Domain Structure of Salmonella FlhB, a Flagellar Export Component Responsible for Substrate Specificity Switching

Abstract

ABSTRACT We have investigated the properties of the cytoplasmic domain (FlhB C ) of the 383-amino-acid Salmonella membrane protein FlhB, a component of the type III flagellar export apparatus. FlhB, along with the hook-length control protein FliK, mediates the switching of export specificity from rod- and hook-type substrates to filament-type substrates during flagellar morphogenesis. Wild-type FlhB C was unstable (half-life, ca. 5 min), being specifically cleaved at Pro-270 into two polypeptides, FlhB CN and FlhB CC , which retained the ability to interact with each other after cleavage. Full-length wild-type FlhB was also subject to cleavage. Coproduction of the cleavage products, FlhB ΔCC (i.e., the N-terminal transmembrane domain FlhB TM plus FlhB CN ) and FlhB CC , resulted in restoration of both motility and flagellar protein export to an flhB mutant host, indicating that the two polypeptides were capable of productive association.
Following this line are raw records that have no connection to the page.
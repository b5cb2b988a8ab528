//! # lca-engine
//!
//! The two operations of the impact engine:
//!
//! - [`Estimator`] fills missing processing measurements from metal
//!   benchmarks, adjusted by the assessment's representative material.
//! - [`Aggregator`] turns an assessment's records into CO₂, energy, water
//!   and waste totals and stores them as the assessment's single summary.
//!
//! Both borrow an [`LcaService`](lca_db::service::LcaService) for the
//! duration of a call and a read-only [`FactorTables`](lca_core::factors::FactorTables).
//! Nothing is cached between calls.

pub mod aggregator;
pub mod correction;
pub mod error;
pub mod estimator;
pub mod rounding;

pub use aggregator::Aggregator;
pub use error::{EngineError, ErrorPayload};
pub use estimator::{Estimator, jitter_rng};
Mutant FlhB proteins that can undergo switching of substrate specificity even in the absence of FliK were much more resistant to cleavage (half-lives, 20 to 60 min). The cleavage products of wild-type FlhB C , existing as a FlhB CN –FlhB CC complex on an affinity blot membrane, bound the rod- and hook-type substrate FlgD more strongly than the filament-type substrate FliC. In contrast, the intact form of FlhB C (mutant or wild type) or the FlhB CC polypeptide alone bound FlgD and FliC to about the same extent. FlhB CN by itself did not bind substrates appreciably. We propose that FlhB C has two substrate specificity states and that a conformational change, mediated by the interaction between FlhB CN and FlhB CC , is responsible for the specificity switching process. FliK itself is an export substrate; its binding properties for FlhB C resemble those of FlgD and do not provide any evidence for a physical interaction beyond that of the export process.